Once he has negotiated his government platform with parties at the height of their political power and their political impotence, and while he questions what he can do with Parliament as it is constituted Today, the Prime Minister appointed this Friday will be able to usefully reread the testimony given the day before by Bruno Le Maire before the Parliamentary Inquiry Commission of the National Assembly.
Questioned on his management of the Ministry of Finance and on his results after seven years at Bercy, Bruno Le Maire sharply replied to the deputies who attacked him on the slippage of deficits: “I am speaking in front of parliamentarians who have just voted […] 60 billion in additional spending” for 2025, he asserted. An Assembly which adopts “all new expenditures” and “eliminates all savings”, losing “the sense of economic realities” and putting France in the hands of its creditors.

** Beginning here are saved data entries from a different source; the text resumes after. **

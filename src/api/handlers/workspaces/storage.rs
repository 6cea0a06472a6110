//! SQL storage helpers for workspaces and their member rosters.

use anyhow::{Context, Result};
use sqlx::{PgPool, Row};
use time::{format_description::well_known::Rfc3339, OffsetDateTime};
use tracing::Instrument;
use uuid::Uuid;

use super::{WorkspaceResponse, ROLE_OWNER};

#[derive(Debug)]
pub(crate) struct WorkspaceRow {
    pub(crate) id: Uuid,
    pub(crate) name: String,
    pub(crate) description: Option<String>,
    pub(crate) created_at: OffsetDateTime,
}

impl WorkspaceRow {
    pub(crate) fn to_response(&self) -> WorkspaceResponse {
        WorkspaceResponse {
            id: self.id.to_string(),
            name: self.name.clone(),
            description: self.description.clone(),
            created_at: self
                .created_at
                .format(&Rfc3339)
                .unwrap_or_else(|_| self.created_at.to_string()),
        }
    }
}

fn workspace_from_row(row: &sqlx::postgres::PgRow) -> WorkspaceRow {
    WorkspaceRow {
        id: row.get("id"),
        name: row.get("name"),
        description: row.get("description"),
        created_at: row.get("created_at"),
    }
}

/// Create a workspace and seat the creator as its owner in one
/// transaction, so a workspace can never exist without a roster.
pub(super) async fn create_workspace_with_owner(
    pool: &PgPool,
    owner_id: Uuid,
    name: &str,
    description: Option<&str>,
) -> Result<WorkspaceRow> {
    let mut tx = pool.begin().await.context("begin workspace transaction")?;

    let query = r"
        INSERT INTO workspaces (name, description, owner_id)
        VALUES ($1, $2, $3)
        RETURNING id, name, description, created_at
    ";
    let span = tracing::info_span!(
        "db.query",
        db.system = "postgresql",
        db.operation = "INSERT",
        db.statement = query
    );
    let row = sqlx::query(query)
        .bind(name)
        .bind(description)
        .bind(owner_id)
        .fetch_one(&mut *tx)
        .instrument(span)
        .await
        .context("failed to insert workspace")?;

    let workspace = workspace_from_row(&row);

    let query = r"
        INSERT INTO workspace_members (workspace_id, account_id, role)
        VALUES ($1, $2, $3)
    ";
    let span = tracing::info_span!(
        "db.query",
        db.system = "postgresql",
        db.operation = "INSERT",
        db.statement = query
    );
    sqlx::query(query)
        .bind(workspace.id)
        .bind(owner_id)
        .bind(ROLE_OWNER)
        .execute(&mut *tx)
        .instrument(span)
        .await
        .context("failed to insert workspace owner membership")?;

    tx.commit().await.context("commit workspace transaction")?;

    Ok(workspace)
}

pub(super) async fn fetch_workspaces_for_account(
    pool: &PgPool,
    account_id: Uuid,
) -> Result<Vec<WorkspaceRow>> {
    let query = r"
        SELECT workspaces.id, workspaces.name, workspaces.description, workspaces.created_at
        FROM workspaces
        JOIN workspace_members ON workspace_members.workspace_id = workspaces.id
        WHERE workspace_members.account_id = $1
        ORDER BY workspaces.created_at DESC
    ";
    let span = tracing::info_span!(
        "db.query",
        db.system = "postgresql",
        db.operation = "SELECT",
        db.statement = query
    );
    let rows = sqlx::query(query)
        .bind(account_id)
        .fetch_all(pool)
        .instrument(span)
        .await
        .context("failed to list workspaces")?;

    Ok(rows.iter().map(workspace_from_row).collect())
}

pub(crate) async fn fetch_workspace(
    pool: &PgPool,
    workspace_id: Uuid,
) -> Result<Option<WorkspaceRow>> {
    let query = r"
        SELECT id, name, description, created_at
        FROM workspaces
        WHERE id = $1
    ";
    let span = tracing::info_span!(
        "db.query",
        db.system = "postgresql",
        db.operation = "SELECT",
        db.statement = query
    );
    let row = sqlx::query(query)
        .bind(workspace_id)
        .fetch_optional(pool)
        .instrument(span)
        .await
        .context("failed to fetch workspace")?;

    Ok(row.map(|row| workspace_from_row(&row)))
}

pub(crate) async fn is_workspace_member(
    pool: &PgPool,
    workspace_id: Uuid,
    account_id: Uuid,
) -> Result<bool> {
    let query = r"
        SELECT 1 AS present
        FROM workspace_members
        WHERE workspace_id = $1
          AND account_id = $2
        LIMIT 1
    ";
    let span = tracing::info_span!(
        "db.query",
        db.system = "postgresql",
        db.operation = "SELECT",
        db.statement = query
    );
    let row = sqlx::query(query)
        .bind(workspace_id)
        .bind(account_id)
        .fetch_optional(pool)
        .instrument(span)
        .await
        .context("failed to check workspace membership")?;

    Ok(row.is_some())
}

#[cfg(test)]
mod tests {
    use super::WorkspaceRow;
    use time::OffsetDateTime;
    use uuid::Uuid;

    #[test]
    fn workspace_row_formats_rfc3339() {
        let row = WorkspaceRow {
            id: Uuid::nil(),
            name: "Team".to_string(),
            description: None,
            created_at: OffsetDateTime::from_unix_timestamp(1_700_000_000).expect("timestamp"),
        };
        let response = row.to_response();
        assert_eq!(response.created_at, "2023-11-14T22:13:20Z");
        assert_eq!(response.name, "Team");
    }
}
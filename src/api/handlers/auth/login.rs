//! Login endpoint issuing stateless session tokens.

use axum::{
    extract::Extension,
    http::{header::SET_COOKIE, HeaderMap, StatusCode},
    response::IntoResponse,
    Json,
};
use sqlx::PgPool;
use std::sync::Arc;
use tracing::error;

use super::password;
use super::session::session_cookie;
use super::state::AuthState;
use super::storage;
use super::tokens::TokenPurpose;
use super::types::{LoginRequest, LoginResponse, MessageResponse, UserResponse};
use super::utils::normalize_email;
use crate::api::error::ApiError;

/// Authenticate by email + password and issue a 7-day session token,
/// returned in the body and as an `HttpOnly` cookie.
#[utoipa::path(
    post,
    path = "/auth/login",
    request_body = LoginRequest,
    responses(
        (status = 200, description = "Login successful", body = LoginResponse),
        (status = 400, description = "Missing fields or wrong password", body = MessageResponse),
        (status = 404, description = "Unknown email", body = MessageResponse),
        (status = 500, description = "Internal error", body = MessageResponse)
    ),
    tag = "auth"
)]
pub async fn login(
    pool: Extension<PgPool>,
    auth_state: Extension<Arc<AuthState>>,
    payload: Option<Json<LoginRequest>>,
) -> Result<impl IntoResponse, ApiError> {
    let Some(Json(request)) = payload else {
        return Err(ApiError::Validation("Email & password required".to_string()));
    };

    let email = normalize_email(&request.email);
    if email.is_empty() || request.password.is_empty() {
        return Err(ApiError::Validation("Email & password required".to_string()));
    }

    let account = storage::lookup_account_by_email(&pool, &email)
        .await?
        .ok_or(ApiError::NotFound("User not found"))?;

    // A wrong password is a plain mismatch, never an error; the message
    // stays the same no matter why verification failed.
    if !password::matches(&request.password, &account.password_hash) {
        return Err(ApiError::Validation("Invalid password".to_string()));
    }

    let token = auth_state
        .tokens()
        .issue(
            account.id,
            TokenPurpose::Session,
            auth_state.config().session_token_ttl(),
        )
        .map_err(|err| ApiError::Internal(err.into()))?;

    let mut headers = HeaderMap::new();
    match session_cookie(auth_state.config(), &token) {
        Ok(cookie) => {
            headers.insert(SET_COOKIE, cookie);
        }
        Err(err) => {
            // The body still carries the token; a missing cookie only
            // affects browser clients.
            error!("Failed to build session cookie: {err}");
        }
    }

    let response = LoginResponse {
        message: "Login successful".to_string(),
        user: UserResponse::from_record(&account),
        token,
    };

    Ok((StatusCode::OK, headers, Json(response)))
}
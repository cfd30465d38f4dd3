//! Configuration file loading.

use std::path::Path;

use tracing::debug;

use crate::config::types::BridgeConfig;
use crate::config::validation::validate_config;
use crate::error::ConfigError;

/// Load and validate configuration from a YAML file.
///
/// # Errors
///
/// Returns an error if the file cannot be read, the YAML is invalid or any configuration value fails validation.
pub fn load_config<P: AsRef<Path>>(path: P) -> Result<BridgeConfig, ConfigError> {
    let path = path.as_ref();
    let path_str = path.display().to_string();

    let content =
        std::fs::read_to_string(path).map_err(|e| ConfigError::FileRead { path: path_str.clone(), source: e })?;

    load_config_from_str(&content, &path_str)
}

/// Load and validate configuration from a YAML string.
pub fn load_config_from_str(content: &str, source_name: &str) -> Result<BridgeConfig, ConfigError> {
    let config: BridgeConfig = serde_yaml::from_str(content)
        .map_err(|e| ConfigError::Parse { path: source_name.to_string(), source: e })?;

    validate_config(&config)?;

    debug!(network = %config.network, local_domain = config.local_domain, source = source_name, "loaded config");
    Ok(config)
}
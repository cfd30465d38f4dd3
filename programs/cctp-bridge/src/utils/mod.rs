pub mod instruction_utils;
pub mod message_utils;
pub mod nonce_utils;
pub mod pda_utils;

pub use instruction_utils::*;
pub use message_utils::*;
pub use nonce_utils::*;
pub use pda_utils::*;
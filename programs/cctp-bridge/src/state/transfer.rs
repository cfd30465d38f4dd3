use anchor_lang::prelude::*;

use crate::{error::Result, utils::CctpMessage};

/// A burn-and-mint transfer as recorded in its CCTP message. Read-only once recovered.
#[derive(Debug, Clone, PartialEq, Eq)]
pub struct TransferRecord {
    source_domain: u32,
    destination_domain: u32,
    nonce: u64,
    burn_token: Pubkey,
    mint_recipient: Pubkey,
    amount: u64,
    message_sender: Pubkey,
    message: Vec<u8>,
}

impl TransferRecord {
    /// Parses the record from raw message bytes. Fails on anything other than a TokenMessenger burn message.
    pub fn from_message(message_bytes: &[u8]) -> Result<Self> {
        let message = CctpMessage::new(message_bytes)?;
        let burn = message.burn_message()?;

        Ok(Self {
            source_domain: message.source_domain(),
            destination_domain: message.destination_domain(),
            nonce: message.nonce(),
            burn_token: burn.burn_token(),
            mint_recipient: burn.mint_recipient(),
            amount: burn.amount()?,
            message_sender: burn.message_sender(),
            message: message_bytes.to_vec(),
        })
    }

    pub fn source_domain(&self) -> u32 {
        self.source_domain
    }

    pub fn destination_domain(&self) -> u32 {
        self.destination_domain
    }

    pub fn nonce(&self) -> u64 {
        self.nonce
    }

    pub fn burn_token(&self) -> &Pubkey {
        &self.burn_token
    }

    pub fn mint_recipient(&self) -> &Pubkey {
        &self.mint_recipient
    }

    pub fn amount(&self) -> u64 {
        self.amount
    }

    pub fn message_sender(&self) -> &Pubkey {
        &self.message_sender
    }

    /// Encoded message, as submitted to the attestation service and to `receive_message`.
    pub fn message(&self) -> &[u8] {
        &self.message
    }
}

/// Where a transfer stands on its destination ledger.
#[derive(Debug, Clone, Copy, PartialEq, Eq)]
pub enum TransferStatus {
    /// Burned on the source domain, nonce not yet consumed on the destination.
    Pending,
    /// Nonce consumed on the destination; the mint happened.
    Redeemed,
}

#[cfg(test)]
mod tests {
    use super::*;
    use crate::{
        error::BridgeError,
        utils::{encode_burn_message, MessageHeader},
    };

    #[test]
    fn test_from_burn_message() {
        let body = encode_burn_message(
            &Pubkey::new_from_array([3u8; 32]),
            &Pubkey::new_from_array([4u8; 32]),
            42,
            &Pubkey::new_from_array([5u8; 32]),
        );
        let bytes = MessageHeader {
            source_domain: 5,
            destination_domain: 0,
            nonce: 70,
            sender: Pubkey::new_from_array([1u8; 32]),
            recipient: Pubkey::new_from_array([2u8; 32]),
            destination_caller: Pubkey::default(),
        }
        .encode(&body);

        let record = TransferRecord::from_message(&bytes).unwrap();
        assert_eq!(record.source_domain(), 5);
        assert_eq!(record.destination_domain(), 0);
        assert_eq!(record.nonce(), 70);
        assert_eq!(record.amount(), 42);
        assert_eq!(record.mint_recipient(), &Pubkey::new_from_array([4u8; 32]));
        assert_eq!(record.message(), bytes.as_slice());
    }

    #[test]
    fn test_rejects_non_burn_body() {
        let bytes = MessageHeader {
            source_domain: 5,
            destination_domain: 0,
            nonce: 1,
            sender: Pubkey::default(),
            recipient: Pubkey::default(),
            destination_caller: Pubkey::default(),
        }
        .encode(b"governance");

        assert!(matches!(TransferRecord::from_message(&bytes), Err(BridgeError::MalformedMessage(_))));
    }
}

Certainly, we can doubt whether Bruno Le Maire is best placed to teach his successors a lesson. Had he resigned last spring he would be celebrated today for his vista. Lure of power? Pride in its economic results and on the employment front? Race for the longevity record? A little of it all at once. But above all, the former boss of Bercy can blame himself for not having been able to impose savings measures and an amending budget on an Emmanuel Macron President who was negligent about public spending when he did not provoke it himself.
It is in the middle of this devastated landscape, with actors who have lost all notion of good management and measurement, that the Prime Minister will have to maneuver. The bad news is that we do not see why the deputies, intoxicated by their power to bring down governments, would suddenly give up their excesses.